Copy number variants (CNVs – repetitive regions within the genome that vary from individual to individual) are implicated in a range of diseases and disabilities in humans, including cancer, intellectual disabilities and congenital abnormalities. Current methods for the detection of CNVs are costly and time-consuming, with limited accuracy and clinical utility, reducing the likelihood of appropriate treatment and placing an unnecessary burden on the healthcare system and on patients’ health and wellbeing.

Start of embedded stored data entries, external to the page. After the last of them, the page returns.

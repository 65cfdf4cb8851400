//! Core Types - task and log records shared by every layer

use chrono::{DateTime, Utc};
use serde::{Deserialize, Serialize};
use std::str::FromStr;
use uuid::Uuid;

use crate::{Error, Result};

// ============================================================================
// TaskId
// ============================================================================

/// Unique identifier for a task
#[derive(Debug, Clone, Copy, PartialEq, Eq, Hash, PartialOrd, Ord, Serialize, Deserialize)]
#[serde(transparent)]
pub struct TaskId(pub Uuid);

impl TaskId {
    /// Generate a new random TaskId
    pub fn new() -> Self {
        Self(Uuid::new_v4())
    }
}

impl Default for TaskId {
    fn default() -> Self {
        Self::new()
    }
}

impl std::fmt::Display for TaskId {
    fn fmt(&self, f: &mut std::fmt::Formatter<'_>) -> std::fmt::Result {
        write!(f, "{}", self.0)
    }
}

impl FromStr for TaskId {
    type Err = Error;

    fn from_str(s: &str) -> Result<Self> {
        Uuid::parse_str(s.trim())
            .map(Self)
            .map_err(|e| Error::InvalidInput(format!("Invalid task id '{}': {}", s, e)))
    }
}

// ============================================================================
// TaskStatus
// ============================================================================

/// Lifecycle status of a task
///
/// ```text
/// PENDING ──► RUNNING ──┬──► COMPLETED
///                       ├──► FAILED
///                       └──► CANCELLED
/// ```
#[derive(Debug, Clone, Copy, PartialEq, Eq, Hash, Serialize, Deserialize)]
#[serde(rename_all = "lowercase")]
pub enum TaskStatus {
    /// Created, not yet dispatched
    Pending,

    /// Unit of work in flight
    Running,

    /// Finished with a result
    Completed,

    /// Finished with an error
    Failed,

    /// Stopped by an external actor
    Cancelled,
}

impl TaskStatus {
    pub const ALL: [TaskStatus; 5] = [
        TaskStatus::Pending,
        TaskStatus::Running,
        TaskStatus::Completed,
        TaskStatus::Failed,
        TaskStatus::Cancelled,
    ];

    pub fn as_str(&self) -> &'static str {
        match self {
            TaskStatus::Pending => "pending",
            TaskStatus::Running => "running",
            TaskStatus::Completed => "completed",
            TaskStatus::Failed => "failed",
            TaskStatus::Cancelled => "cancelled",
        }
    }

    /// Check if this is a terminal state (cannot transition further)
    pub fn is_terminal(&self) -> bool {
        matches!(
            self,
            TaskStatus::Completed | TaskStatus::Failed | TaskStatus::Cancelled
        )
    }

    /// States a task may be created in
    pub fn is_initial(&self) -> bool {
        matches!(self, TaskStatus::Pending | TaskStatus::Running)
    }

    /// The single table of legal lifecycle edges
    pub fn can_transition_to(&self, next: TaskStatus) -> bool {
        matches!(
            (self, next),
            (TaskStatus::Pending, TaskStatus::Running)
                | (TaskStatus::Running, TaskStatus::Completed)
                | (TaskStatus::Running, TaskStatus::Failed)
                | (TaskStatus::Running, TaskStatus::Cancelled)
        )
    }

    /// Get a symbol for the state (for terminal output)
    pub fn symbol(&self) -> &'static str {
        match self {
            TaskStatus::Pending => "◯",
            TaskStatus::Running => "⟳",
            TaskStatus::Completed => "✓",
            TaskStatus::Failed => "✗",
            TaskStatus::Cancelled => "⊘",
        }
    }
}

impl std::fmt::Display for TaskStatus {
    fn fmt(&self, f: &mut std::fmt::Formatter<'_>) -> std::fmt::Result {
        write!(f, "{}", self.as_str())
    }
}

impl FromStr for TaskStatus {
    type Err = Error;

    fn from_str(s: &str) -> Result<Self> {
        TaskStatus::ALL
            .into_iter()
            .find(|status| status.as_str().eq_ignore_ascii_case(s.trim()))
            .ok_or_else(|| Error::InvalidInput(format!("Unknown task status: {}", s)))
    }
}

// ============================================================================
// Task
// ============================================================================

/// A tracked unit of work
#[derive(Debug, Clone, PartialEq, Serialize, Deserialize)]
pub struct Task {
    /// Unique task identifier
    pub id: TaskId,

    /// Display label
    pub name: String,

    /// Opaque instruction string
    pub command: String,

    /// Current lifecycle status
    pub status: TaskStatus,

    /// Output, present only once COMPLETED
    pub result: Option<String>,

    /// Failure detail, present only once FAILED
    pub error: Option<String>,

    /// Executor reference, not owned
    pub agent_id: Option<String>,

    pub created_at: DateTime<Utc>,
    pub started_at: Option<DateTime<Utc>>,
    pub completed_at: Option<DateTime<Utc>>,
}

impl Task {
    /// A task waiting for dispatch
    pub fn pending(
        name: impl Into<String>,
        command: impl Into<String>,
        agent_id: Option<String>,
        now: DateTime<Utc>,
    ) -> Self {
        Self {
            id: TaskId::new(),
            name: name.into(),
            command: command.into(),
            status: TaskStatus::Pending,
            result: None,
            error: None,
            agent_id,
            created_at: now,
            started_at: None,
            completed_at: None,
        }
    }

    /// A task whose execution was already dispatched at submission
    pub fn running(
        name: impl Into<String>,
        command: impl Into<String>,
        agent_id: Option<String>,
        now: DateTime<Utc>,
    ) -> Self {
        let mut task = Self::pending(name, command, agent_id, now);
        task.status = TaskStatus::Running;
        task.started_at = Some(now);
        task
    }

    /// Check if task is still active (pending or running)
    pub fn is_active(&self) -> bool {
        !self.status.is_terminal()
    }

    /// Get execution duration if task has started
    pub fn duration(&self) -> Option<std::time::Duration> {
        let start = self.started_at?;
        let end = self.completed_at.unwrap_or_else(Utc::now);
        Some((end - start).to_std().unwrap_or_default())
    }

    /// Verify the record-level lifecycle invariants
    pub fn check_invariants(&self) -> std::result::Result<(), String> {
        match (self.status, self.started_at) {
            (TaskStatus::Pending, Some(_)) => return Err("pending task has started_at".into()),
            (TaskStatus::Pending, None) => {}
            (_, None) => return Err(format!("{} task has no started_at", self.status)),
            (_, Some(started)) if started < self.created_at => {
                return Err("started_at precedes created_at".into())
            }
            _ => {}
        }

        match (self.status.is_terminal(), self.completed_at) {
            (false, Some(_)) => return Err("active task has completed_at".into()),
            (true, None) => return Err(format!("{} task has no completed_at", self.status)),
            (true, Some(completed)) if Some(completed) < self.started_at => {
                return Err("completed_at precedes started_at".into())
            }
            _ => {}
        }

        if self.result.is_some() && self.status != TaskStatus::Completed {
            return Err(format!("{} task carries a result", self.status));
        }
        if self.error.is_some() && self.status != TaskStatus::Failed {
            return Err(format!("{} task carries an error", self.status));
        }

        Ok(())
    }
}

// ============================================================================
// Agents
// ============================================================================

/// Liveness of a registered agent, as last reported
#[derive(Debug, Clone, Copy, PartialEq, Eq, Hash, Serialize, Deserialize)]
#[serde(rename_all = "lowercase")]
pub enum AgentStatus {
    /// Registered, no heartbeat seen yet
    Inactive,
    /// Has sent at least one heartbeat
    Active,
}

impl AgentStatus {
    pub fn as_str(&self) -> &'static str {
        match self {
            AgentStatus::Inactive => "inactive",
            AgentStatus::Active => "active",
        }
    }
}

impl std::fmt::Display for AgentStatus {
    fn fmt(&self, f: &mut std::fmt::Formatter<'_>) -> std::fmt::Result {
        write!(f, "{}", self.as_str())
    }
}

impl FromStr for AgentStatus {
    type Err = Error;

    fn from_str(s: &str) -> Result<Self> {
        match s.trim().to_ascii_lowercase().as_str() {
            "inactive" => Ok(AgentStatus::Inactive),
            "active" => Ok(AgentStatus::Active),
            other => Err(Error::InvalidInput(format!("Unknown agent status: {}", other))),
        }
    }
}

/// An agent before the store assigns it an id
#[derive(Debug, Clone, PartialEq)]
pub struct NewAgent {
    pub name: String,
    pub description: Option<String>,
    pub created_at: DateTime<Utc>,
}

impl NewAgent {
    pub fn new(name: impl Into<String>, description: Option<String>, now: DateTime<Utc>) -> Self {
        Self {
            name: name.into(),
            description,
            created_at: now,
        }
    }
}

/// A registered agent; tasks refer to it through `Task::agent_id`
#[derive(Debug, Clone, PartialEq, Serialize, Deserialize)]
pub struct Agent {
    pub id: i64,

    /// Unique across the store
    pub name: String,
    pub description: Option<String>,
    pub status: AgentStatus,
    pub is_active: bool,
    pub last_heartbeat: Option<DateTime<Utc>>,
    pub created_at: DateTime<Utc>,
    pub updated_at: DateTime<Utc>,
}

impl Agent {
    pub fn from_new(id: i64, agent: NewAgent) -> Self {
        Self {
            id,
            name: agent.name,
            description: agent.description,
            status: AgentStatus::Inactive,
            is_active: true,
            last_heartbeat: None,
            created_at: agent.created_at,
            updated_at: agent.created_at,
        }
    }

    /// Record a heartbeat at `at`
    pub fn beat(&mut self, at: DateTime<Utc>) {
        self.status = AgentStatus::Active;
        self.last_heartbeat = Some(at);
        self.updated_at = at;
    }
}

// ============================================================================
// Log records
// ============================================================================

/// Severity of a correlated log line
#[derive(Debug, Clone, Copy, PartialEq, Eq, PartialOrd, Ord, Hash, Serialize, Deserialize)]
#[serde(rename_all = "lowercase")]
pub enum LogLevel {
    Debug,
    Info,
    Warning,
    Error,
}

impl LogLevel {
    pub fn as_str(&self) -> &'static str {
        match self {
            LogLevel::Debug => "debug",
            LogLevel::Info => "info",
            LogLevel::Warning => "warning",
            LogLevel::Error => "error",
        }
    }
}

impl std::fmt::Display for LogLevel {
    fn fmt(&self, f: &mut std::fmt::Formatter<'_>) -> std::fmt::Result {
        write!(f, "{}", self.as_str())
    }
}

impl FromStr for LogLevel {
    type Err = Error;

    fn from_str(s: &str) -> Result<Self> {
        match s.trim().to_ascii_lowercase().as_str() {
            "debug" => Ok(LogLevel::Debug),
            "info" => Ok(LogLevel::Info),
            "warn" | "warning" => Ok(LogLevel::Warning),
            "error" => Ok(LogLevel::Error),
            other => Err(Error::InvalidInput(format!("Unknown log level: {}", other))),
        }
    }
}

/// A log line before the sink assigns it an id
#[derive(Debug, Clone, PartialEq, Serialize, Deserialize)]
pub struct NewLogRecord {
    pub level: LogLevel,
    pub message: String,
    pub source: Option<String>,
    pub task_id: Option<String>,
    pub agent_id: Option<String>,
    pub created_at: DateTime<Utc>,
}

impl NewLogRecord {
    pub fn new(level: LogLevel, message: impl Into<String>) -> Self {
        Self {
            level,
            message: message.into(),
            source: None,
            task_id: None,
            agent_id: None,
            created_at: Utc::now(),
        }
    }

    pub fn with_source(mut self, source: impl Into<String>) -> Self {
        self.source = Some(source.into());
        self
    }

    pub fn with_task(mut self, task_id: impl ToString) -> Self {
        self.task_id = Some(task_id.to_string());
        self
    }

    pub fn with_agent(mut self, agent_id: Option<String>) -> Self {
        self.agent_id = agent_id;
        self
    }
}

/// A stored log line
#[derive(Debug, Clone, PartialEq, Serialize, Deserialize)]
pub struct LogRecord {
    pub id: i64,
    pub level: LogLevel,
    pub message: String,
    pub source: Option<String>,
    pub task_id: Option<String>,
    pub agent_id: Option<String>,
    pub created_at: DateTime<Utc>,
}

impl LogRecord {
    pub fn from_new(id: i64, record: NewLogRecord) -> Self {
        Self {
            id,
            level: record.level,
            message: record.message,
            source: record.source,
            task_id: record.task_id,
            agent_id: record.agent_id,
            created_at: record.created_at,
        }
    }

    /// Single-line rendering for terminal output
    pub fn format_line(&self) -> String {
        format!(
            "[{}] [{}] {}{}",
            self.created_at.format("%Y-%m-%d %H:%M:%S%.3f"),
            self.level,
            self.source
                .as_deref()
                .map(|s| format!("{}: ", s))
                .unwrap_or_default(),
            self.message
        )
    }
}

/// Filter for log listing; results are newest first
#[derive(Debug, Clone, PartialEq)]
pub struct LogQuery {
    pub level: Option<LogLevel>,
    pub source: Option<String>,
    pub task_id: Option<String>,
    pub skip: usize,
    pub limit: usize,
}

impl Default for LogQuery {
    fn default() -> Self {
        Self {
            level: None,
            source: None,
            task_id: None,
            skip: 0,
            limit: 100,
        }
    }
}

impl LogQuery {
    pub fn new() -> Self {
        Self::default()
    }

    pub fn with_level(mut self, level: LogLevel) -> Self {
        self.level = Some(level);
        self
    }

    pub fn with_source(mut self, source: impl Into<String>) -> Self {
        self.source = Some(source.into());
        self
    }

    pub fn with_task(mut self, task_id: impl ToString) -> Self {
        self.task_id = Some(task_id.to_string());
        self
    }

    pub fn with_page(mut self, skip: usize, limit: usize) -> Self {
        self.skip = skip;
        self.limit = limit;
        self
    }

    pub fn matches(&self, record: &LogRecord) -> bool {
        if let Some(level) = self.level {
            if record.level != level {
                return false;
            }
        }
        if let Some(ref source) = self.source {
            if record.source.as_deref() != Some(source.as_str()) {
                return false;
            }
        }
        if let Some(ref task_id) = self.task_id {
            if record.task_id.as_deref() != Some(task_id.as_str()) {
                return false;
            }
        }
        true
    }
}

Fulgent Genetics, which has a Canadian presence in Quebec City, is working with Laval University’s Dr. Régen Drouin to develop a more efficient and cost-effective test for CNVs. Their technology, NOVACNV+, will replace three existing cytogenetic testing methods with a next generation sequencing-based technology. The result will be improved testing resolution, accuracy, cost-effectiveness and further integration into genomic medicine.
The research team estimates that 50,000 NOVACNV+ tests could replace approximately 100,000 tests required each year with the current methods, saving the Canadian healthcare system at least $12.5 million per year. The development, clinical validation and implementation of this test will provide an attractive, long-term return on investment for Canada’s economy and for the health of Canadians. The establishment of a clinical and commercial genomic diagnostic industry in Canada will also help put the country at the forefront of personalized genomic medicine.